Association between study quality items, funding, and dissemination
Statistical tests show no evidence of association between the mean time lapsed from the end of the study to the date of publication (publication delay), methodological quality, type of study design, concordance, coherence, and funder. There was no evidence of association between either journal impact factor or citation index factor and study design, methodological quality, and concordance.
The mean journal impact factor of 92 government funded studies was 3.74, and their mean citation index factor was 33.75. We calculated the mean impact factor on 114 studies, as the oldest studies were published in journals for which no impact factor was available. For the 52 studies wholly or partly funded by industry, the mean impact factor was 8.78 and the mean citation index factor was 58.39. We calculated the mean citation index for 74 studies as the oldest studies were published in journals for which no citation index was available.
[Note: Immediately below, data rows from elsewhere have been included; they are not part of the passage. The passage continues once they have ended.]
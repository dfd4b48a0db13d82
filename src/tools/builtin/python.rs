//! Sandbox code execution as a tool.

use std::sync::Arc;

use async_trait::async_trait;

use crate::sandbox::CodeRunner;
use crate::tools::tool::{Tool, ToolContext, ToolError, ToolOutput, require_str};

/// Runs Python in the session sandbox and reports harvested side effects.
///
/// Not declared to the model: code normally arrives as a `python:run`
/// fence, but a direct call by name is still honoured.
pub struct RunPythonTool {
    runner: Arc<CodeRunner>,
}

impl RunPythonTool {
    pub fn new(runner: Arc<CodeRunner>) -> Self {
        Self { runner }
    }
}

#[async_trait]
impl Tool for RunPythonTool {
    fn name(&self) -> &str {
        "run_python"
    }

    fn description(&self) -> &str {
        "Executes Python code in the sandbox. Use the 'core' module for workspace \
         operations (layers, artifacts, metrics)."
    }

    fn parameters_schema(&self) -> serde_json::Value {
        serde_json::json!({
            "type": "object",
            "properties": {
                "code": {
                    "type": "string",
                    "description": "The Python code to execute."
                }
            },
            "required": ["code"]
        })
    }

    fn exposed_to_model(&self) -> bool {
        false
    }

    async fn execute(
        &self,
        params: serde_json::Value,
        ctx: &ToolContext,
    ) -> Result<ToolOutput, ToolError> {
        let code = require_str(&params, "code")?;
        let report = self
            .runner
            .execute(code, ctx)
            .await
            .map_err(|e| ToolError::ExecutionFailed(e.to_string()))?;

        let output = match report.error {
            Some(error) => ToolOutput::failure(report.output, error),
            None => ToolOutput::text(report.output),
        };
        Ok(output
            .with_files(report.generated_files)
            .with_mutations(report.mutations))
    }
}
//! Thread, Turn, Content and Part types.

use std::fmt;

use chrono::{DateTime, Utc};
use serde::{Deserialize, Serialize};
use uuid::Uuid;

/// Title used when the first message has no usable text.
pub const DEFAULT_THREAD_TITLE: &str = "New Chat";

// ── Thread ──────────────────────────────────────────────────────────

/// Per-thread model and persona selection.
#[derive(Debug, Clone, PartialEq, Serialize, Deserialize)]
pub struct ThreadConfig {
    /// Model used for the conversation.
    pub model: String,
    /// Model used by image-generation capabilities.
    #[serde(default, skip_serializing_if = "Option::is_none")]
    pub image_model: Option<String>,
    /// Active persona.
    #[serde(default, skip_serializing_if = "Option::is_none")]
    pub persona_id: Option<String>,
}

impl ThreadConfig {
    pub fn new(model: impl Into<String>) -> Self {
        Self {
            model: model.into(),
            image_model: None,
            persona_id: None,
        }
    }

    pub fn with_image_model(mut self, model: impl Into<String>) -> Self {
        self.image_model = Some(model.into());
        self
    }

    pub fn with_persona(mut self, persona_id: impl Into<String>) -> Self {
        self.persona_id = Some(persona_id.into());
        self
    }
}

/// A conversation session.
#[derive(Debug, Clone, PartialEq, Serialize, Deserialize)]
pub struct Thread {
    pub id: Uuid,
    pub title: String,
    pub updated_at: DateTime<Utc>,
    /// Short excerpt of the most recent user message.
    pub preview: String,
    pub config: ThreadConfig,
}

impl Thread {
    /// Create a thread titled after its first message.
    pub fn new(first_message: &str, title_max_chars: usize, config: ThreadConfig) -> Self {
        Self {
            id: Uuid::new_v4(),
            title: derive_title(first_message, title_max_chars),
            updated_at: Utc::now(),
            preview: first_message.to_string(),
            config,
        }
    }

    /// Record activity on the thread.
    pub fn touch(&mut self, preview: &str) {
        self.preview = preview.to_string();
        self.updated_at = Utc::now();
    }
}

/// First `max_chars` characters of the message, or the default title.
pub fn derive_title(message: &str, max_chars: usize) -> String {
    let title: String = message.trim().chars().take(max_chars).collect();
    if title.is_empty() {
        DEFAULT_THREAD_TITLE.to_string()
    } else {
        title
    }
}

// ── Parts ───────────────────────────────────────────────────────────

/// A capability invocation requested by the model.
#[derive(Debug, Clone, PartialEq, Serialize, Deserialize)]
pub struct FunctionCall {
    /// Call id, echoed back by the matching response.
    pub id: String,
    pub name: String,
    #[serde(default)]
    pub args: serde_json::Value,
}

/// The outcome of a capability invocation.
#[derive(Debug, Clone, PartialEq, Serialize, Deserialize)]
pub struct FunctionResponse {
    pub id: String,
    pub name: String,
    /// `{"result": ...}` or `{"error": ...}`.
    pub response: serde_json::Value,
}

impl FunctionResponse {
    pub fn result(
        id: impl Into<String>,
        name: impl Into<String>,
        result: impl Into<String>,
    ) -> Self {
        Self {
            id: id.into(),
            name: name.into(),
            response: serde_json::json!({ "result": result.into() }),
        }
    }

    pub fn error(
        id: impl Into<String>,
        name: impl Into<String>,
        error: impl Into<String>,
    ) -> Self {
        Self {
            id: id.into(),
            name: name.into(),
            response: serde_json::json!({ "error": error.into() }),
        }
    }

    /// Human-readable rendering of the payload.
    ///
    /// Prefers a non-empty `result`, then `error`, then the raw JSON.
    pub fn display_text(&self) -> String {
        if let Some(result) = self.response.get("result").filter(|v| is_truthy(v)) {
            return match result {
                serde_json::Value::String(s) => s.clone(),
                other => other.to_string(),
            };
        }
        if let Some(error) = self.response.get("error").filter(|v| is_truthy(v)) {
            return match error {
                serde_json::Value::String(s) => format!("Error: {s}"),
                other => format!("Error: {other}"),
            };
        }
        serde_json::to_string_pretty(&self.response).unwrap_or_default()
    }
}

fn is_truthy(value: &serde_json::Value) -> bool {
    match value {
        serde_json::Value::Null => false,
        serde_json::Value::Bool(b) => *b,
        serde_json::Value::String(s) => !s.is_empty(),
        serde_json::Value::Number(n) => n.as_f64().is_some_and(|f| f != 0.0),
        _ => true,
    }
}

/// A web source cited by the model.
#[derive(Debug, Clone, PartialEq, Default, Serialize, Deserialize)]
pub struct GroundingChunk {
    #[serde(default, skip_serializing_if = "Option::is_none")]
    pub uri: Option<String>,
    #[serde(default, skip_serializing_if = "Option::is_none")]
    pub title: Option<String>,
}

/// Citation metadata attached to a response.
#[derive(Debug, Clone, PartialEq, Default, Serialize, Deserialize)]
pub struct GroundingMetadata {
    #[serde(default)]
    pub chunks: Vec<GroundingChunk>,
    /// Segment-to-chunk mappings, kept opaque.
    #[serde(default)]
    pub supports: Vec<serde_json::Value>,
    #[serde(default)]
    pub queries: Vec<String>,
}

impl GroundingMetadata {
    /// True when there is nothing to cite.
    pub fn is_empty(&self) -> bool {
        self.chunks.is_empty() && self.supports.is_empty()
    }
}

/// The atomic unit of a message.
#[derive(Debug, Clone, PartialEq, Serialize, Deserialize)]
#[serde(rename_all = "snake_case")]
pub enum Part {
    Text(String),
    Thought {
        text: String,
        #[serde(default, skip_serializing_if = "Option::is_none")]
        signature: Option<String>,
    },
    /// Reference to a workspace file by id.
    FileRef(Uuid),
    FunctionCall(FunctionCall),
    FunctionResponse(FunctionResponse),
    Grounding(GroundingMetadata),
    Error(String),
}

impl Part {
    pub fn text(text: impl Into<String>) -> Self {
        Part::Text(text.into())
    }

    pub fn thought(text: impl Into<String>) -> Self {
        Part::Thought {
            text: text.into(),
            signature: None,
        }
    }

    pub fn as_text(&self) -> Option<&str> {
        match self {
            Part::Text(t) => Some(t),
            _ => None,
        }
    }

    pub fn as_function_call(&self) -> Option<&FunctionCall> {
        match self {
            Part::FunctionCall(call) => Some(call),
            _ => None,
        }
    }

    pub fn as_function_response(&self) -> Option<&FunctionResponse> {
        match self {
            Part::FunctionResponse(resp) => Some(resp),
            _ => None,
        }
    }
}

// ── Content ─────────────────────────────────────────────────────────

/// Who produced a piece of content.
#[derive(Debug, Clone, Copy, PartialEq, Eq, Hash, Serialize, Deserialize)]
#[serde(rename_all = "snake_case")]
pub enum Role {
    User,
    Model,
    Tool,
}

impl fmt::Display for Role {
    fn fmt(&self, f: &mut fmt::Formatter<'_>) -> fmt::Result {
        let s = match self {
            Self::User => "user",
            Self::Model => "model",
            Self::Tool => "tool",
        };
        write!(f, "{s}")
    }
}

/// A role-tagged bundle of parts inside a turn.
#[derive(Debug, Clone, PartialEq, Serialize, Deserialize)]
pub struct Content {
    pub id: Uuid,
    pub role: Role,
    pub parts: Vec<Part>,
    pub timestamp: DateTime<Utc>,
    /// Owning turn.
    pub turn_id: Uuid,
}

impl Content {
    pub fn new(turn_id: Uuid, role: Role, parts: Vec<Part>) -> Self {
        Self {
            id: Uuid::new_v4(),
            role,
            parts,
            timestamp: Utc::now(),
            turn_id,
        }
    }

    /// Concatenation of all text parts.
    pub fn text(&self) -> String {
        self.parts.iter().filter_map(Part::as_text).collect()
    }

    pub fn function_calls(&self) -> impl Iterator<Item = &FunctionCall> {
        self.parts.iter().filter_map(Part::as_function_call)
    }

    /// Whether this content answers the given call id.
    pub fn responds_to(&self, call_id: &str) -> bool {
        self.parts
            .iter()
            .filter_map(Part::as_function_response)
            .any(|r| r.id == call_id)
    }
}

// ── Turn ────────────────────────────────────────────────────────────

#[derive(Debug, Clone, Copy, PartialEq, Eq, Hash, Serialize, Deserialize)]
#[serde(rename_all = "snake_case")]
pub enum TurnKind {
    User,
    Assistant,
}

/// Lifecycle of a turn.
#[derive(Debug, Clone, Copy, PartialEq, Eq, Hash, Serialize, Deserialize)]
#[serde(rename_all = "snake_case")]
pub enum TurnStatus {
    Streaming,
    Complete,
    Error,
}

impl TurnStatus {
    /// Status only moves forward: streaming to complete or error.
    pub fn can_transition_to(&self, target: TurnStatus) -> bool {
        use TurnStatus::*;

        matches!((self, target), (Streaming, Complete) | (Streaming, Error))
    }

    pub fn is_terminal(&self) -> bool {
        matches!(self, Self::Complete | Self::Error)
    }
}

impl fmt::Display for TurnStatus {
    fn fmt(&self, f: &mut fmt::Formatter<'_>) -> fmt::Result {
        let s = match self {
            Self::Streaming => "streaming",
            Self::Complete => "complete",
            Self::Error => "error",
        };
        write!(f, "{s}")
    }
}

/// One logical exchange within a thread.
#[derive(Debug, Clone, PartialEq, Serialize, Deserialize)]
pub struct Turn {
    pub id: Uuid,
    pub thread_id: Uuid,
    pub kind: TurnKind,
    pub status: TurnStatus,
    pub contents: Vec<Content>,
}

impl Turn {
    /// A completed user turn holding the message text and attachments.
    pub fn user(thread_id: Uuid, text: &str, attachments: &[Uuid]) -> Self {
        let id = Uuid::new_v4();
        let mut parts = vec![Part::text(text)];
        parts.extend(attachments.iter().copied().map(Part::FileRef));
        Self {
            id,
            thread_id,
            kind: TurnKind::User,
            status: TurnStatus::Complete,
            contents: vec![Content::new(id, Role::User, parts)],
        }
    }

    /// An empty assistant turn in the streaming state.
    pub fn assistant(thread_id: Uuid) -> Self {
        Self {
            id: Uuid::new_v4(),
            thread_id,
            kind: TurnKind::Assistant,
            status: TurnStatus::Streaming,
            contents: Vec::new(),
        }
    }

    /// Append a new content owned by this turn and return its id.
    pub fn push_content(&mut self, role: Role, parts: Vec<Part>) -> Uuid {
        let content = Content::new(self.id, role, parts);
        let id = content.id;
        self.contents.push(content);
        id
    }

    pub fn content_mut(&mut self, id: Uuid) -> Option<&mut Content> {
        self.contents.iter_mut().find(|c| c.id == id)
    }

    /// All parts in order, tagged with their content's role.
    pub fn parts(&self) -> impl Iterator<Item = (Role, &Part)> {
        self.contents
            .iter()
            .flat_map(|c| c.parts.iter().map(move |p| (c.role, p)))
    }

    pub fn is_streaming(&self) -> bool {
        self.status == TurnStatus::Streaming
    }
}
//! Lens Assist: conversation orchestration core.

pub mod agent;
pub mod config;
pub mod conversation;
pub mod error;
pub mod llm;
pub mod parser;
pub mod persona;
pub mod sandbox;
pub mod store;
pub mod tools;
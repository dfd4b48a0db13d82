//! Agent module: app state, the loop state machine and the orchestrator.

pub mod loop_state;
pub mod orchestrator;
pub mod state;

pub use loop_state::LoopState;
pub use orchestrator::{AgentDeps, Orchestrator, SendOutcome, UserMessage};
pub use state::{AgentEvent, AppState};
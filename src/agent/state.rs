//! In-memory application state and the events broadcast when it changes.

use std::collections::HashMap;

use serde::Serialize;
use uuid::Uuid;

use crate::conversation::{FileEntry, Thread, Turn};
use crate::llm::UploadState;
use crate::sandbox::WorkspaceMutation;

/// Change notifications for whoever renders the conversation.
#[derive(Debug, Clone, PartialEq, Serialize)]
#[serde(tag = "type", rename_all = "snake_case")]
pub enum AgentEvent {
    ThreadCreated { thread: Thread },
    /// Every streamed snapshot and every appended content.
    TurnUpdated { turn: Turn },
    FileAdded { file: FileEntry },
    FileUpdated { file: FileEntry },
    /// Structured data a tool returned alongside its result.
    ToolData {
        call_id: String,
        name: String,
        data: serde_json::Value,
    },
    LoadingChanged { loading: bool },
    PersonaRegistered { persona_id: String, name: String },
    UploadStatus { file_id: Uuid, state: UploadState },
}

/// Threads, turns and workspace files currently loaded.
#[derive(Debug, Default)]
pub struct AppState {
    pub threads: HashMap<Uuid, Thread>,
    pub active_thread_id: Option<Uuid>,
    /// Turns per thread, in conversation order.
    pub turns: HashMap<Uuid, Vec<Turn>>,
    pub files: Vec<FileEntry>,
    pub active_file_id: Option<Uuid>,
}

impl AppState {
    pub fn active_thread(&self) -> Option<&Thread> {
        self.active_thread_id.and_then(|id| self.threads.get(&id))
    }

    pub fn turns(&self, thread_id: Uuid) -> &[Turn] {
        self.turns.get(&thread_id).map(Vec::as_slice).unwrap_or(&[])
    }

    /// Replace a turn by id, or append it.
    pub fn upsert_turn(&mut self, turn: &Turn) {
        let turns = self.turns.entry(turn.thread_id).or_default();
        match turns.iter_mut().find(|t| t.id == turn.id) {
            Some(existing) => *existing = turn.clone(),
            None => turns.push(turn.clone()),
        }
    }

    /// Files a thread can see.
    pub fn files_for(&self, thread_id: Uuid) -> Vec<FileEntry> {
        self.files
            .iter()
            .filter(|f| f.visible_in(thread_id))
            .cloned()
            .collect()
    }

    pub fn file_mut(&mut self, id: Uuid) -> Option<&mut FileEntry> {
        self.files.iter_mut().find(|f| f.id == id)
    }

    /// Hand every unowned session file to `thread_id`, returning the moved files.
    pub fn adopt_orphan_files(&mut self, thread_id: Uuid) -> Vec<FileEntry> {
        self.files
            .iter_mut()
            .filter(|f| f.is_orphan_session_file())
            .map(|f| {
                f.thread_id = Some(thread_id);
                f.clone()
            })
            .collect()
    }

    /// Apply a harvested mutation. Returns the changed file, if any.
    pub fn apply_mutation(&mut self, mutation: &WorkspaceMutation) -> Option<FileEntry> {
        match mutation {
            WorkspaceMutation::AddLayer { file_id, layer } => {
                let file = self.file_mut(*file_id)?;
                file.layers.push(layer.clone());
                Some(file.clone())
            }
            WorkspaceMutation::AttachArtifact { file_id, artifact } => {
                let file = self.file_mut(*file_id)?;
                file.artifacts.push(artifact.clone());
                Some(file.clone())
            }
            WorkspaceMutation::UpdateLayerData {
                file_id,
                layer_id,
                blocks,
            } => {
                let file = self.file_mut(*file_id)?;
                let layer = file.layers.iter_mut().find(|l| l.id == *layer_id)?;
                layer.data = blocks.clone();
                Some(file.clone())
            }
            WorkspaceMutation::UpdateFileMetadata { file_id, metadata } => {
                let file = self.file_mut(*file_id)?;
                for (key, value) in metadata {
                    file.metadata.insert(key.clone(), value.clone());
                }
                Some(file.clone())
            }
            WorkspaceMutation::PersonaRegistered { .. } => None,
        }
    }
}
//! Sandboxed code execution and side-effect harvesting.
//!
//! The sandbox itself is a collaborator behind the [`Sandbox`] trait. A run
//! produces captured output plus two side channels: a filesystem snapshot
//! diff (binary outputs) and a drained queue of [`SandboxAction`] intents
//! (layers, artifacts, metrics, persona registration).

pub mod action;
pub mod harvest;
pub mod process;
pub mod runner;

use std::collections::BTreeMap;
use std::time::SystemTime;

use async_trait::async_trait;
use serde::{Deserialize, Serialize};
use uuid::Uuid;

use crate::conversation::{FileEntry, FileKind};
use crate::error::SandboxError;

pub use action::SandboxAction;
pub use harvest::{HarvestReport, Harvester, WorkspaceMutation};
pub use process::ProcessSandbox;
pub use runner::CodeRunner;

/// Root for scratch output owned by the current thread.
pub const SESSION_ROOT: &str = "/.session";
/// Root for project data shared across threads.
pub const PROJECT_ROOT: &str = "/workspace/data";
/// Root for persona helper modules.
pub const LIB_ROOT: &str = "/lib";

/// Captured result of a single code execution.
#[derive(Debug, Clone, Default, PartialEq, Serialize, Deserialize)]
pub struct RunOutput {
    pub stdout: String,
    /// Value of the final expression, if any.
    #[serde(default)]
    pub result: Option<serde_json::Value>,
    #[serde(default)]
    pub error: Option<String>,
}

/// Sandbox path to last-modified time.
pub type Snapshot = BTreeMap<String, SystemTime>;

/// File summary handed to sandbox-side helpers.
#[derive(Debug, Clone, PartialEq, Serialize, Deserialize)]
pub struct SandboxFileInfo {
    pub id: Uuid,
    pub name: String,
    pub path: String,
    pub kind: FileKind,
    pub layers: Vec<String>,
}

impl From<&FileEntry> for SandboxFileInfo {
    fn from(file: &FileEntry) -> Self {
        Self {
            id: file.id,
            name: file.name.clone(),
            path: file.sandbox_path(),
            kind: file.kind,
            layers: file.layers.iter().map(|l| l.name.clone()).collect(),
        }
    }
}

/// Workspace view synchronized into the sandbox before each run.
#[derive(Debug, Clone, Default, PartialEq, Serialize, Deserialize)]
pub struct SandboxContext {
    pub active_file: Option<SandboxFileInfo>,
    pub files: Vec<SandboxFileInfo>,
}

impl SandboxContext {
    pub fn from_files(files: &[FileEntry], active_file_id: Option<Uuid>) -> Self {
        Self {
            active_file: active_file_id
                .and_then(|id| files.iter().find(|f| f.id == id))
                .map(SandboxFileInfo::from),
            files: files.iter().map(SandboxFileInfo::from).collect(),
        }
    }
}

/// A stateful code-execution environment.
///
/// Implementations persist imports, installed packages and files between
/// calls. Callers never issue two runs concurrently.
#[async_trait]
pub trait Sandbox: Send + Sync {
    /// Execute source code, capturing stdout, the final value and any error.
    async fn run_code(&self, source: &str) -> Result<RunOutput, SandboxError>;

    /// Modification times of every file under the session and project roots.
    async fn snapshot(&self) -> Result<Snapshot, SandboxError>;

    /// Take every queued action. A second call returns only newer actions.
    async fn drain_actions(&self) -> Result<Vec<SandboxAction>, SandboxError>;

    async fn read_file(&self, path: &str) -> Result<Vec<u8>, SandboxError>;

    async fn write_file(&self, path: &str, bytes: &[u8]) -> Result<(), SandboxError>;

    /// Publish the active file and file list to sandbox-side helpers.
    async fn sync_context(&self, context: &SandboxContext) -> Result<(), SandboxError>;

    async fn install_package(&self, package: &str) -> Result<(), SandboxError>;

    async fn import_module(&self, module: &str) -> Result<(), SandboxError>;
}
//! In-memory `Store`, for tests and embedders that do not need durability.

use std::collections::HashMap;

use async_trait::async_trait;
use tokio::sync::RwLock;
use uuid::Uuid;

use crate::conversation::{Content, FileEntry, Thread};
use crate::error::DatabaseError;
use crate::persona::Persona;
use crate::store::traits::Store;

#[derive(Default)]
struct Tables {
    threads: HashMap<Uuid, Thread>,
    /// Content id to (thread id, content).
    contents: HashMap<Uuid, (Uuid, Content)>,
    files: HashMap<Uuid, (FileEntry, Option<Vec<u8>>)>,
    personas: HashMap<String, Persona>,
}

/// Store backed by hash maps behind a lock.
#[derive(Default)]
pub struct InMemoryStore {
    tables: RwLock<Tables>,
}

impl InMemoryStore {
    pub fn new() -> Self {
        Self::default()
    }
}

#[async_trait]
impl Store for InMemoryStore {
    async fn run_migrations(&self) -> Result<(), DatabaseError> {
        Ok(())
    }

    async fn put_thread(&self, thread: &Thread) -> Result<(), DatabaseError> {
        self.tables
            .write()
            .await
            .threads
            .insert(thread.id, thread.clone());
        Ok(())
    }

    async fn get_thread(&self, id: Uuid) -> Result<Option<Thread>, DatabaseError> {
        Ok(self.tables.read().await.threads.get(&id).cloned())
    }

    async fn list_threads(&self) -> Result<Vec<Thread>, DatabaseError> {
        let mut threads: Vec<Thread> = self.tables.read().await.threads.values().cloned().collect();
        threads.sort_by(|a, b| b.updated_at.cmp(&a.updated_at));
        Ok(threads)
    }

    async fn delete_thread(&self, id: Uuid) -> Result<(), DatabaseError> {
        let mut tables = self.tables.write().await;
        tables.threads.remove(&id);
        tables.contents.retain(|_, (thread_id, _)| *thread_id != id);
        Ok(())
    }

    async fn bulk_put_contents(
        &self,
        thread_id: Uuid,
        contents: &[Content],
    ) -> Result<(), DatabaseError> {
        let mut tables = self.tables.write().await;
        for content in contents {
            tables
                .contents
                .insert(content.id, (thread_id, content.clone()));
        }
        Ok(())
    }

    async fn list_contents(&self, thread_id: Uuid) -> Result<Vec<Content>, DatabaseError> {
        let mut contents: Vec<Content> = self
            .tables
            .read()
            .await
            .contents
            .values()
            .filter(|(t, _)| *t == thread_id)
            .map(|(_, c)| c.clone())
            .collect();
        contents.sort_by(|a, b| a.timestamp.cmp(&b.timestamp));
        Ok(contents)
    }

    async fn add_file(&self, file: &FileEntry, blob: Option<Vec<u8>>) -> Result<(), DatabaseError> {
        self.tables
            .write()
            .await
            .files
            .insert(file.id, (file.clone(), blob));
        Ok(())
    }

    async fn update_file(&self, file: &FileEntry) -> Result<(), DatabaseError> {
        let mut tables = self.tables.write().await;
        match tables.files.get_mut(&file.id) {
            Some((entry, _)) => {
                *entry = file.clone();
                Ok(())
            }
            None => Err(DatabaseError::NotFound {
                entity: "file".into(),
                id: file.id.to_string(),
            }),
        }
    }

    async fn get_file(&self, id: Uuid) -> Result<Option<FileEntry>, DatabaseError> {
        Ok(self.tables.read().await.files.get(&id).map(|(f, _)| f.clone()))
    }

    async fn get_file_blob(&self, id: Uuid) -> Result<Option<Vec<u8>>, DatabaseError> {
        Ok(self
            .tables
            .read()
            .await
            .files
            .get(&id)
            .and_then(|(_, blob)| blob.clone()))
    }

    async fn list_files(&self) -> Result<Vec<FileEntry>, DatabaseError> {
        let mut files: Vec<FileEntry> = self
            .tables
            .read()
            .await
            .files
            .values()
            .map(|(f, _)| f.clone())
            .collect();
        files.sort_by(|a, b| a.created_at.cmp(&b.created_at));
        Ok(files)
    }

    async fn delete_file(&self, id: Uuid) -> Result<(), DatabaseError> {
        self.tables.write().await.files.remove(&id);
        Ok(())
    }

    async fn put_persona(&self, persona: &Persona) -> Result<(), DatabaseError> {
        self.tables
            .write()
            .await
            .personas
            .insert(persona.id().to_string(), persona.clone());
        Ok(())
    }

    async fn list_personas(&self) -> Result<Vec<Persona>, DatabaseError> {
        let mut personas: Vec<Persona> =
            self.tables.read().await.personas.values().cloned().collect();
        personas.sort_by(|a, b| a.manifest.id.cmp(&b.manifest.id));
        Ok(personas)
    }

    async fn delete_persona(&self, id: &str) -> Result<(), DatabaseError> {
        self.tables.write().await.personas.remove(id);
        Ok(())
    }
}
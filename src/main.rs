//! Segment a turn into renderable blocks.
//!
//! With no arguments, reads a turn as JSON from stdin. Given a thread id,
//! hydrates that thread from the database instead. Prints the blocks as JSON.

use std::io::Read;

use anyhow::Context;
use serde::Serialize;
use uuid::Uuid;

use lens_assist::config::AgentConfig;
use lens_assist::conversation::{FileEntry, Turn, hydrate_turns};
use lens_assist::parser::{Block, segment};
use lens_assist::store::{LibSqlStore, Store};

#[derive(Serialize)]
struct SegmentedTurn {
    turn_id: Uuid,
    blocks: Vec<Block>,
}

#[tokio::main]
async fn main() -> anyhow::Result<()> {
    tracing_subscriber::fmt()
        .with_env_filter(
            tracing_subscriber::EnvFilter::try_from_default_env()
                .unwrap_or_else(|_| tracing_subscriber::EnvFilter::new("info")),
        )
        .with_target(false)
        .with_writer(std::io::stderr)
        .init();

    let config = AgentConfig::from_env();

    let output = match std::env::args().nth(1) {
        Some(arg) => {
            let thread_id = Uuid::parse_str(&arg)
                .with_context(|| format!("'{arg}' is not a thread id"))?;
            segment_thread(&config, thread_id).await?
        }
        None => {
            let mut input = String::new();
            std::io::stdin()
                .read_to_string(&mut input)
                .context("Failed to read stdin")?;
            let turn: Turn = serde_json::from_str(&input).context("Invalid turn JSON")?;
            vec![SegmentedTurn {
                turn_id: turn.id,
                blocks: segment(&turn, &[]),
            }]
        }
    };

    println!("{}", serde_json::to_string_pretty(&output)?);
    Ok(())
}

async fn segment_thread(
    config: &AgentConfig,
    thread_id: Uuid,
) -> anyhow::Result<Vec<SegmentedTurn>> {
    let store = LibSqlStore::new_local(&config.db_path)
        .await
        .with_context(|| format!("Failed to open database at {}", config.db_path.display()))?;

    let thread = store
        .get_thread(thread_id)
        .await?
        .with_context(|| format!("Thread {thread_id} not found"))?;
    tracing::info!(thread_id = %thread.id, title = %thread.title, "Segmenting thread");

    let files: Vec<FileEntry> = store
        .list_files()
        .await?
        .into_iter()
        .filter(|f| f.visible_in(thread_id))
        .collect();
    let turns = hydrate_turns(thread_id, store.list_contents(thread_id).await?);

    Ok(turns
        .iter()
        .map(|turn| SegmentedTurn {
            turn_id: turn.id,
            blocks: segment(turn, &files),
        })
        .collect())
}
Non-parametric testing shows that the impact factor score of studies with complete or partial industry funding was significantly higher than that of studies funded by government and other funders (table 3).
Table 3.
Is there a relation between: | Statistical tests* | Interpretation | Sensitivity analysis carried out? | If yes, what were results? |
---|---|---|---|---|
Methodological quality and JIF (with aggregate moderate and high risk of bias studies)? | z=1.3, P=0.184 | No evidence of difference in mean JIF between studies with low risk of bias and studies with (high or moderate) risk of bias | No | — |
Methodological quality and CIF (with aggregate moderate and high risk of bias studies)? | z=−0.19, P=0.851 | No evidence of difference in mean CIF between studies with low risk of bias and studies with (high or moderate) risk of bias | No | — |
Methodological quality and CSS (with aggregate moderate and high risk of bias studies)? | z=−0.96, P=0.338 | No evidence of difference in mean CSS between studies with low risk of bias and studies with (high or moderate) risk of bias | Yes (only with RCT) | No change in interpretation |
Methodological quality and PD (with aggregate moderate and high risk of bias studies)? | z=−0.38, P=0.707 | No evidence of difference in mean PD between studies with low risk of bias and studies with (high or moderate) risk of bias | No | — |
Take home message and JIF? | z=−1.51, P=0.131 | No evidence of difference in mean JIF between studies with favourable take home message and studies with mixed/unfavourable take home message | No | — |
Take home message and CIF? | z=−1.84, P=0.065 | No evidence of difference in mean CIF between studies with favourable take home message and studies with mixed/unfavourable take home message | No | — |
Take home message and CSS? | z=−0.41, P=0.682 | No evidence of difference in mean CSS between studies with favourable take home message and studies with mixed/unfavourable take home message | Yes (only with RCT) | No change in interpretation |
Take home message and PD? | z=−0.89 P=0.375 | No evidence of difference in mean PD between studies with favourable take home message and studies with mixed/unfavourable take home message | No | — |
Concordance between data presented and conclusions reported and JIF? | z=1.1, P=0.273 | No evidence of difference in mean JIF between studies with concordance (yes) and studies with concordance (no/part/unclear) | No | — |
Concordance between data presented and conclusions reported and CIF? | z=0.35 P=0.729 | No evidence of difference in mean CIF between studies with concordance (yes) and studies with concordance (no/part/unclear) | No | — |
Concordance between data presented and conclusions reported and CSS? | z=0.84, P=0.404 | No evidence of difference in mean CSS between studies with concordance (yes) and studies with concordance (no/part/unclear) | Yes (only with RCT) | No change in interpretation |
Concordance between data presented and conclusions reported and PD? | z=−0.58, P=0.563 | No evidence of difference in mean PD between studies with concordance (yes) and studies with concordance (no/part/unclear) | — | — |
Funding source and JIF? | χ2=27.4, df=2, P<0.001 | Evidence of difference in mean JIF between studies with industry funding source and other funding source. Mean JIF significantly greater in industry funded studies than studies with other funding source | Excluding studies with undeclared funding | No change in interpretation |
Funding source and CIF? | χ2=13.5, df=2, P<0.001 | Evidence of difference in mean CIF between studies with industry funding source and other funding source. Mean CIF significantly greater in industry funded studies than studies with other funding source | Excluding studies with undeclared funding | Change in interpretation: “no evidence” |
Funding source and CSS? | χ2=0.06, df=2, P=0.997 | No evidence of difference in mean CSS between industry funded studies and government funded studies | Excluding studies with undeclared funding and only with RCT | No change in interpretation |
Funding source and PD? | χ2=0.97, df=2, P=0.616 | No evidence of difference in mean PD between industry funded studies and government funded studies | Excluding studies with undeclared funding | No change in interpretation |
JIF=journal impact factor; CIF=citation index factor; RCT=randomised controlled trial; CSS=comparator sample size; PD=publication delay (difference between publication year and end of study).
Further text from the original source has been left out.